My father wasn’t *that* kind of poet – you know – the kind that rhymes “love” with “above” or “reason” with “season.” He was the kind of poet who spent hours on end – days even – perfecting, studying the French sonnet. He was every bit the poet that Edgar Allan Poe was. Poe died drunk on the streets of Baltimore never knowing his own fame or prodigy.
My father had interesting interests. Once, he made a study of Eloise and Abelard. I loved it that my father could always tell me something I did not know – something I would have never known save for him.
Today, I had a stack of things to mail, so I swung by the post office on Classen Boulevard in Oklahoma City. I have entered this post office at least 50 times in the last six years, but today, as I put my money in the machine and waited for it to spit out my stamps, a familiar smell triggered something in my brain. Rapid gunfire of memory proceeded to disrupt the next 15 minutes of my life.
My father loved to go to the post office. In fact, sometimes, he went more than once a day. Most of the time his box was empty, and on the way home we’d stop by the convenient store for a soda or cupcake.

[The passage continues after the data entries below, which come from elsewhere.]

//! Engine settings.
//!
//! Read from `rarity-engine.json` in the project directory when present;
//! every field falls back to its default.

use std::fs;
use std::path::{Path, PathBuf};
use std::time::Duration;

use serde::{Deserialize, Serialize};

use crate::error::{RarityError, Result};
use crate::rarity::DEFAULT_TOLERANCE;

/// Settings file name inside a project directory.
pub const CONFIG_FILE: &str = "rarity-engine.json";

/// Default lifetime of cached constraint tables in seconds.
const DEFAULT_CACHE_TTL_SECS: u64 = 5;

/// Default number of rarity backups to keep.
const DEFAULT_MAX_BACKUPS: usize = 10;

/// Default set created for a new project.
const DEFAULT_SET: &str = "set1";

/// Default planned output count of a new set.
const DEFAULT_OUTPUT_COUNT: u32 = 100;

fn default_tolerance() -> f64 {
    DEFAULT_TOLERANCE
}

fn default_cache_ttl_secs() -> u64 {
    DEFAULT_CACHE_TTL_SECS
}

fn default_max_backups() -> usize {
    DEFAULT_MAX_BACKUPS
}

fn default_set() -> String {
    DEFAULT_SET.to_string()
}

fn default_output_count() -> u32 {
    DEFAULT_OUTPUT_COUNT
}

/// Tunables of a rarity engine session.
#[derive(Debug, Clone, PartialEq, Serialize, Deserialize)]
pub struct EngineConfig {
    /// Allowed distance from 100 for a layer to count as normalized.
    #[serde(default = "default_tolerance")]
    pub tolerance: f64,

    /// How long loaded constraint tables are reused before reloading.
    #[serde(default = "default_cache_ttl_secs")]
    pub cache_ttl_secs: u64,

    /// Rarity backups kept in `backups/`; 0 disables backups.
    #[serde(default = "default_max_backups")]
    pub max_backups: usize,

    /// Set used when a project is initialized.
    #[serde(default = "default_set")]
    pub default_set: String,

    /// Output count assigned to newly created sets.
    #[serde(default = "default_output_count")]
    pub default_output_count: u32,
}

impl Default for EngineConfig {
    fn default() -> Self {
        Self {
            tolerance: DEFAULT_TOLERANCE,
            cache_ttl_secs: DEFAULT_CACHE_TTL_SECS,
            max_backups: DEFAULT_MAX_BACKUPS,
            default_set: DEFAULT_SET.to_string(),
            default_output_count: DEFAULT_OUTPUT_COUNT,
        }
    }
}

impl EngineConfig {
    /// Path of the settings file for a project directory.
    pub fn path_in(project_dir: &Path) -> PathBuf {
        project_dir.join(CONFIG_FILE)
    }

    /// Load settings from `path`, using defaults when the file does not exist.
    pub fn load(path: &Path) -> Result<Self> {
        if !path.exists() {
            return Ok(Self::default());
        }

        let content = fs::read_to_string(path).map_err(|e| RarityError::FileReadError {
            path: path.to_path_buf(),
            source: e,
        })?;
        let config: EngineConfig = serde_json::from_str(&content)?;
        config.validate()?;
        Ok(config)
    }

    /// Write settings to `path`.
    pub fn save(&self, path: &Path) -> Result<()> {
        let content = serde_json::to_string_pretty(self)?;
        fs::write(path, content).map_err(|e| RarityError::FileWriteError {
            path: path.to_path_buf(),
            source: e,
        })
    }

    pub fn cache_ttl(&self) -> Duration {
        Duration::from_secs(self.cache_ttl_secs)
    }

    fn validate(&self) -> Result<()> {
        if !self.tolerance.is_finite() || self.tolerance < 0.0 {
            return Err(RarityError::SchemaValidation {
                reason: format!("tolerance must be a non-negative number, got {}", self.tolerance),
            });
        }
        if self.default_set.trim().is_empty() {
            return Err(RarityError::SchemaValidation {
                reason: "default_set must not be empty".to_string(),
            });
        }
        Ok(())
    }
}

#[cfg(test)]
mod tests {
    use super::*;
    use pretty_assertions::assert_eq;
    use tempfile::tempdir;

    #[test]
    fn test_missing_file_gives_defaults() {
        let temp = tempdir().unwrap();
        let config = EngineConfig::load(&EngineConfig::path_in(temp.path())).unwrap();
        assert_eq!(config, EngineConfig::default());
        assert_eq!(config.cache_ttl(), Duration::from_secs(5));
    }

    #[test]
    fn test_partial_file_fills_defaults() {
        let temp = tempdir().unwrap();
        let path = EngineConfig::path_in(temp.path());
        fs::write(&path, r#"{"max_backups": 2, "default_set": "genesis"}"#).unwrap();

        let config = EngineConfig::load(&path).unwrap();
        assert_eq!(config.max_backups, 2);
        assert_eq!(config.default_set, "genesis");
        assert_eq!(config.tolerance, DEFAULT_TOLERANCE);
    }

    #[test]
    fn test_rejects_negative_tolerance() {
        let temp = tempdir().unwrap();
        let path = EngineConfig::path_in(temp.path());
        fs::write(&path, r#"{"tolerance": -1.0}"#).unwrap();

        assert!(EngineConfig::load(&path).is_err());
    }

    #[test]
    fn test_save_then_load() {
        let temp = tempdir().unwrap();
        let path = EngineConfig::path_in(temp.path());
        let config = EngineConfig {
            cache_ttl_secs: 1,
            ..EngineConfig::default()
        };
        config.save(&path).unwrap();
        assert_eq!(EngineConfig::load(&path).unwrap(), config);
    }
}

Today, I understand that all those trips my dad made to the post office were little journeys of hope – the hope that something wonderful and unexpected would be inside his mailbox – like a letter from his or a childhood sweetheart, or a check for a million dollars. The post offices of my childhood were glorious places, not like that dump on Classen. And, I still remember all the zip codes of all the towns where I grew up. My dad always made a point of having me memorize them: 91745, 80916, 79745, 72949, 75644, 75060, 67333, 74003.